When Windows Server virtual machines were rebooted, they would occasionally fail to identify their local network as Domain profile. The result was that an incorrect set of firewall rules (public profile) were in affect, but otherwise network connectivity seemed fine. Evidence from the logs showed a DNS failure for a DCLocator query during system startup. This is important, as this is what causes the NLA service to indicate this is a Public network rather than a Domain network.
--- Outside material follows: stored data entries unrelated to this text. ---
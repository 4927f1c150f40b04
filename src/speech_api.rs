//! Handle layer: the status-code based entry points every wrapper in this
//! crate forwards to. Handles are plain integers; the state they refer to
//! lives in a process-wide table.
#![allow(non_camel_case_types)]

use std::collections::BTreeMap;
use std::collections::HashMap;
use std::ffi::CStr;
use std::sync::atomic::{AtomicUsize, Ordering};
use std::sync::{Arc, Mutex, MutexGuard};

use log::trace;

pub type SPXHR = usize;
pub type SPXHANDLE = usize;
pub type SPXFACTORYHANDLE = SPXHANDLE;
pub type SPXRECOHANDLE = SPXHANDLE;
pub type SPXSESSIONHANDLE = SPXHANDLE;

pub const SPX_NOERROR: SPXHR = 0x000;
pub const SPXERR_INVALID_ARG: SPXHR = 0x005;
pub const SPXERR_BUFFER_TOO_SMALL: SPXHR = 0x019;
pub const SPXERR_INVALID_HANDLE: SPXHR = 0x021;

#[derive(Debug, Clone, PartialEq)]
enum StoredValue {
    String(String),
    Int32(i32),
    Bool(bool),
}

type ParameterMap = HashMap<String, StoredValue>;
type SharedParameters = Arc<Mutex<ParameterMap>>;

#[derive(Debug, Clone, Copy, PartialEq, Eq)]
enum HandleKind {
    Factory,
    Recognizer,
    Session,
}

#[derive(Debug)]
struct HandleEntry {
    kind: HandleKind,
    parameters: SharedParameters,
}

static HANDLES: Mutex<BTreeMap<SPXHANDLE, HandleEntry>> = Mutex::new(BTreeMap::new());
static NEXT_HANDLE: AtomicUsize = AtomicUsize::new(1);

fn lock<T>(m: &Mutex<T>) -> MutexGuard<T> {
    m.lock().unwrap_or_else(|poisoned| poisoned.into_inner())
}

fn register(kind: HandleKind, parameters: SharedParameters) -> SPXHANDLE {
    let handle = NEXT_HANDLE.fetch_add(1, Ordering::Relaxed);
    lock(&HANDLES).insert(handle, HandleEntry { kind, parameters });
    handle
}

fn lookup(handle: SPXHANDLE, kind: HandleKind) -> Option<SharedParameters> {
    lock(&HANDLES)
        .get(&handle)
        .filter(|entry| entry.kind == kind)
        .map(|entry| entry.parameters.clone())
}

fn is_valid(handle: SPXHANDLE, kind: HandleKind) -> bool {
    lookup(handle, kind).is_some()
}

fn close(handle: SPXHANDLE, kind: HandleKind) -> SPXHR {
    let mut handles = lock(&HANDLES);
    match handles.get(&handle) {
        Some(entry) if entry.kind == kind => {
            handles.remove(&handle);
            SPX_NOERROR
        }
        _ => SPXERR_INVALID_HANDLE,
    }
}

fn key(name: &CStr) -> Result<String, SPXHR> {
    let bytes = name.to_bytes();
    if bytes.is_empty() {
        return Err(SPXERR_INVALID_ARG);
    }
    Ok(String::from_utf8_lossy(bytes).into_owned())
}

fn set_parameter(handle: SPXHANDLE, kind: HandleKind, name: &CStr, value: StoredValue) -> SPXHR {
    let name = match key(name) {
        Ok(name) => name,
        Err(hr) => return hr,
    };
    match lookup(handle, kind) {
        Some(parameters) => {
            trace!("set parameter {:?} on handle {}: {:?}", name, handle, value);
            lock(&parameters).insert(name, value);
            SPX_NOERROR
        }
        None => SPXERR_INVALID_HANDLE,
    }
}

fn get_parameter(handle: SPXHANDLE, kind: HandleKind, name: &CStr) -> Result<Option<StoredValue>, SPXHR> {
    let name = key(name)?;
    let parameters = lookup(handle, kind).ok_or(SPXERR_INVALID_HANDLE)?;
    let value = lock(&parameters).get(&name).cloned();
    Ok(value)
}

fn contains_parameter(handle: SPXHANDLE, kind: HandleKind, name: &CStr, kind_of: fn(&StoredValue) -> bool) -> bool {
    match get_parameter(handle, kind, name) {
        Ok(Some(ref value)) => kind_of(value),
        _ => false,
    }
}

fn copy_to_buffer(value: &[u8], buffer: &mut [u8]) -> SPXHR {
    // One byte is reserved for the terminating NUL.
    if value.len() >= buffer.len() {
        return SPXERR_BUFFER_TOO_SMALL;
    }
    buffer[..value.len()].copy_from_slice(value);
    buffer[value.len()] = 0;
    SPX_NOERROR
}

fn get_string(handle: SPXHANDLE, kind: HandleKind, name: &CStr, buffer: &mut [u8], default: &CStr) -> SPXHR {
    match get_parameter(handle, kind, name) {
        Ok(Some(StoredValue::String(s))) => copy_to_buffer(s.as_bytes(), buffer),
        Ok(_) => copy_to_buffer(default.to_bytes(), buffer),
        Err(hr) => hr,
    }
}

fn get_int32(handle: SPXHANDLE, kind: HandleKind, name: &CStr, value: &mut i32, default: i32) -> SPXHR {
    match get_parameter(handle, kind, name) {
        Ok(Some(StoredValue::Int32(v))) => *value = v,
        Ok(_) => *value = default,
        Err(hr) => return hr,
    }
    SPX_NOERROR
}

fn get_bool(handle: SPXHANDLE, kind: HandleKind, name: &CStr, value: &mut bool, default: bool) -> SPXHR {
    match get_parameter(handle, kind, name) {
        Ok(Some(StoredValue::Bool(v))) => *value = v,
        Ok(_) => *value = default,
        Err(hr) => return hr,
    }
    SPX_NOERROR
}

fn is_string(value: &StoredValue) -> bool {
    matches!(value, StoredValue::String(_))
}

fn is_int32(value: &StoredValue) -> bool {
    matches!(value, StoredValue::Int32(_))
}

fn is_bool(value: &StoredValue) -> bool {
    matches!(value, StoredValue::Bool(_))
}

// factory

pub fn speech_factory_create(phfactory: &mut SPXFACTORYHANDLE) -> SPXHR {
    *phfactory = register(HandleKind::Factory, SharedParameters::default());
    SPX_NOERROR
}

pub fn speech_factory_handle_is_valid(hfactory: SPXFACTORYHANDLE) -> bool {
    is_valid(hfactory, HandleKind::Factory)
}

pub fn speech_factory_handle_close(hfactory: SPXFACTORYHANDLE) -> SPXHR {
    close(hfactory, HandleKind::Factory)
}

pub fn speech_factory_set_parameter_string(hfactory: SPXFACTORYHANDLE, name: &CStr, value: &CStr) -> SPXHR {
    let value = StoredValue::String(value.to_string_lossy().into_owned());
    set_parameter(hfactory, HandleKind::Factory, name, value)
}

pub fn speech_factory_get_parameter_string(hfactory: SPXFACTORYHANDLE, name: &CStr, value: &mut [u8], default: &CStr) -> SPXHR {
    get_string(hfactory, HandleKind::Factory, name, value, default)
}

pub fn speech_factory_contains_parameter_string(hfactory: SPXFACTORYHANDLE, name: &CStr) -> bool {
    contains_parameter(hfactory, HandleKind::Factory, name, is_string)
}

pub fn speech_factory_set_parameter_int32(hfactory: SPXFACTORYHANDLE, name: &CStr, value: i32) -> SPXHR {
    set_parameter(hfactory, HandleKind::Factory, name, StoredValue::Int32(value))
}

pub fn speech_factory_get_parameter_int32(hfactory: SPXFACTORYHANDLE, name: &CStr, value: &mut i32, default: i32) -> SPXHR {
    get_int32(hfactory, HandleKind::Factory, name, value, default)
}

pub fn speech_factory_contains_parameter_int32(hfactory: SPXFACTORYHANDLE, name: &CStr) -> bool {
    contains_parameter(hfactory, HandleKind::Factory, name, is_int32)
}

pub fn speech_factory_set_parameter_bool(hfactory: SPXFACTORYHANDLE, name: &CStr, value: bool) -> SPXHR {
    set_parameter(hfactory, HandleKind::Factory, name, StoredValue::Bool(value))
}

pub fn speech_factory_get_parameter_bool(hfactory: SPXFACTORYHANDLE, name: &CStr, value: &mut bool, default: bool) -> SPXHR {
    get_bool(hfactory, HandleKind::Factory, name, value, default)
}

pub fn speech_factory_contains_parameter_bool(hfactory: SPXFACTORYHANDLE, name: &CStr) -> bool {
    contains_parameter(hfactory, HandleKind::Factory, name, is_bool)
}

// recognizer

/// Creates a recognizer whose session parameters start as a copy of the
/// factory's current parameters.
pub fn speech_factory_create_speech_recognizer(hfactory: SPXFACTORYHANDLE, phreco: &mut SPXRECOHANDLE) -> SPXHR {
    let factory_parameters = match lookup(hfactory, HandleKind::Factory) {
        Some(parameters) => parameters,
        None => return SPXERR_INVALID_HANDLE,
    };
    let seeded = lock(&factory_parameters).clone();
    *phreco = register(HandleKind::Recognizer, Arc::new(Mutex::new(seeded)));
    SPX_NOERROR
}

pub fn recognizer_handle_is_valid(hreco: SPXRECOHANDLE) -> bool {
    is_valid(hreco, HandleKind::Recognizer)
}

pub fn recognizer_handle_close(hreco: SPXRECOHANDLE) -> SPXHR {
    close(hreco, HandleKind::Recognizer)
}

// session

pub fn session_from_recognizer(hreco: SPXRECOHANDLE, phsession: &mut SPXSESSIONHANDLE) -> SPXHR {
    match lookup(hreco, HandleKind::Recognizer) {
        Some(parameters) => {
            *phsession = register(HandleKind::Session, parameters);
            SPX_NOERROR
        }
        None => SPXERR_INVALID_HANDLE,
    }
}

pub fn session_handle_is_valid(hsession: SPXSESSIONHANDLE) -> bool {
    is_valid(hsession, HandleKind::Session)
}

pub fn session_handle_close(hsession: SPXSESSIONHANDLE) -> SPXHR {
    close(hsession, HandleKind::Session)
}

pub fn session_set_parameter_string(hsession: SPXSESSIONHANDLE, name: &CStr, value: &CStr) -> SPXHR {
    let value = StoredValue::String(value.to_string_lossy().into_owned());
    set_parameter(hsession, HandleKind::Session, name, value)
}

pub fn session_get_parameter_string(hsession: SPXSESSIONHANDLE, name: &CStr, value: &mut [u8], default: &CStr) -> SPXHR {
    get_string(hsession, HandleKind::Session, name, value, default)
}

pub fn session_contains_parameter_string(hsession: SPXSESSIONHANDLE, name: &CStr) -> bool {
    contains_parameter(hsession, HandleKind::Session, name, is_string)
}

pub fn session_set_parameter_int32(hsession: SPXSESSIONHANDLE, name: &CStr, value: i32) -> SPXHR {
    set_parameter(hsession, HandleKind::Session, name, StoredValue::Int32(value))
}

pub fn session_get_parameter_int32(hsession: SPXSESSIONHANDLE, name: &CStr, value: &mut i32, default: i32) -> SPXHR {
    get_int32(hsession, HandleKind::Session, name, value, default)
}

pub fn session_contains_parameter_int32(hsession: SPXSESSIONHANDLE, name: &CStr) -> bool {
    contains_parameter(hsession, HandleKind::Session, name, is_int32)
}

pub fn session_set_parameter_bool(hsession: SPXSESSIONHANDLE, name: &CStr, value: bool) -> SPXHR {
    set_parameter(hsession, HandleKind::Session, name, StoredValue::Bool(value))
}

pub fn session_get_parameter_bool(hsession: SPXSESSIONHANDLE, name: &CStr, value: &mut bool, default: bool) -> SPXHR {
    get_bool(hsession, HandleKind::Session, name, value, default)
}

pub fn session_contains_parameter_bool(hsession: SPXSESSIONHANDLE, name: &CStr) -> bool {
    contains_parameter(hsession, HandleKind::Session, name, is_bool)
}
It was observed that network connectivity between server and Domain Controller was not fine during system startup, but subsequently the same DNS queries were succeeding. That period of network connection failures happened while the Network Location Awareness service was discovering the network, and now the firewall was inappropriately configured.

Other information

  • IPsec (Connection Security Rules) was configured between the affected system and the Domain controller (DNS server)
  • The start of the IPsec Policy Agent service appeared delayed when reviewing service start events
  • The domain controller was configured to log IPsec Driver Audit Failure events, and we consequently observed a number of instances of Event ID 4965 ( "IPsec received a packet from a remote computer with an incorrect Security Parameter Index (SPI)" ) being raised in the Security log of the domain controller coinciding with the restart of the client/server.

What happened?

Depending on the speed of the system restart activity (virtual machines can be quick!) the domain controller may still have active IPsec Quick Mode security associations with the restarted host. Network traffic between the hosts may fail until the security association timeout period (5 mins) has expired. The DNS lookup required for Network Location Awareness selection of the Domain profile fails if an old IPsec Quick Mode security association exists between the hosts, according to the Domain Controller, and the query from the NLA service on the client is sent to the DC with which the SA exists.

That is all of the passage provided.